Design and analysis of HSC-BPPV diagnostic maneuver based on virtual simulation.

Abstract

The preferred supine roll test for the diagnosis of horizontal semicircular canal BPPV has several disadvantages, including difficulty in locating the affected ear, inconsistent nystagmus performance on repeated testing, and lack of a typical latency period, resulting in insensitive diagnosis. To investigate novel diagnostic techniques with more scientific design, more accessible application, and better diagnostic sensitivity and specificity. Based on clinical microscopic CT data, we created a virtual simulation model of BPPV using Unity software. The physical simulation of the traditional supine roll test was performed to observe and analyse the movement of the otoliths, whose initial position was the typical stable position. In addition, the normal vectors of the plane and crista ampullaris of the horizontal semicircular canal were measured using 3D Slicer software. Based on this, we analyzed the critical steps for designing diagnostic maneuvers for BPPV in the horizontal semicircular canal. For a more accurate diagnosis of horizontal semicircular canal BPPV, it is critical to rotate the horizontal semicircular canal to be parallel to gravity. It is also necessary to move the otolith by swinging the head. As a result, we developed two diagnostic maneuvers: the 60° roll test and the prone roll test. We also performed simulations to observe otolith movement and predict nystagmus performance.

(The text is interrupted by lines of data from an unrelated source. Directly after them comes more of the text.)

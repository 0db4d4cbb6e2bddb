//! Database operations for the `leads` table.

mod read;
mod types;
mod write;

pub use read::list_leads;
pub use types::{LeadFilter, LeadRow, NewLead, DEFAULT_LIST_LIMIT};
pub use write::{insert_leads, record_website_audit};
//! Value scoring: rating, review volume, name quality, and address quality
//! combined into a 0–100 score.

use std::sync::LazyLock;

use leadgen_core::{Heuristics, RawPlace, ScoredLead, ValueTier};
use regex::Regex;

static SUITE_RE: LazyLock<Regex> =
    LazyLock::new(|| Regex::new(r"(?i)\b(suite|ste|unit)\b").expect("valid suite regex"));
static PO_BOX_RE: LazyLock<Regex> =
    LazyLock::new(|| Regex::new(r"(?i)\bp\.?\s*o\.?\s*box\b").expect("valid po box regex"));

const RATING_WEIGHT: f64 = 50.0;
const NAME_POINTS_CAP: u32 = 20;
const SUITE_POINTS: u32 = 5;
const STREET_ADDRESS_POINTS: u32 = 5;

/// `(rating / 5) * 50`; 0 when absent. Out-of-range ratings are clamped.
#[must_use]
pub fn rating_points(rating: Option<f64>) -> f64 {
    match rating {
        Some(r) if r.is_finite() => (r.clamp(0.0, 5.0) / 5.0) * RATING_WEIGHT,
        _ => 0.0,
    }
}

#[must_use]
pub fn review_points(review_count: Option<u32>) -> u32 {
    match review_count.unwrap_or(0) {
        500.. => 30,
        100..=499 => 25,
        50..=99 => 20,
        20..=49 => 15,
        10..=19 => 10,
        1..=9 => 5,
        0 => 0,
    }
}

/// Sum of every matching keyword group, capped at 20.
#[must_use]
pub fn name_points(name: &str, heuristics: &Heuristics) -> u32 {
    let lowered = name.to_lowercase();
    let total: u32 = heuristics
        .keyword_groups
        .iter()
        .filter(|group| group.matches(&lowered))
        .map(|group| u32::from(group.points))
        .sum();
    total.min(NAME_POINTS_CAP)
}

/// +5 for a suite/unit marker, +5 for any address that is not a PO box.
/// The two checks are independent.
#[must_use]
pub fn address_points(address: Option<&str>) -> u32 {
    let Some(address) = address.filter(|a| !a.trim().is_empty()) else {
        return 0;
    };
    let mut points = 0;
    if SUITE_RE.is_match(address) {
        points += SUITE_POINTS;
    }
    if !PO_BOX_RE.is_match(address) {
        points += STREET_ADDRESS_POINTS;
    }
    points
}

/// Rounded, clamped 0–100 value score for one place.
#[must_use]
#[allow(clippy::cast_possible_truncation, clippy::cast_sign_loss)]
pub fn value_score(place: &RawPlace, heuristics: &Heuristics) -> u8 {
    let discrete = review_points(place.review_count)
        + name_points(&place.name, heuristics)
        + address_points(place.address.as_deref());
    let total = rating_points(place.rating) + f64::from(discrete);
    // Clamped to 0..=100 first, so the cast cannot truncate.
    total.round().clamp(0.0, 100.0) as u8
}

/// Scores every place and sorts by descending score. The sort is stable, so
/// ties keep their input order.
#[must_use]
pub fn score_places(places: Vec<RawPlace>, heuristics: &Heuristics) -> Vec<ScoredLead> {
    let mut scored: Vec<ScoredLead> = places
        .into_iter()
        .map(|place| {
            let value_score = value_score(&place, heuristics);
            ScoredLead {
                place,
                value_score,
                value_tier: ValueTier::from_score(value_score),
            }
        })
        .collect();
    scored.sort_by(|a, b| b.value_score.cmp(&a.value_score));
    scored
}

The 60° roll test and the prone roll test can complement the supine roll test. Compared to the supine roll test, they not only effectively differentiate canalolithiasis from cupulolithiasis, but also make it easier to determine the position of the otoliths, and the characteristics of the nystagmus are more pronounced. Significant diagnostic features have significant potential benefits for home and telemedicine.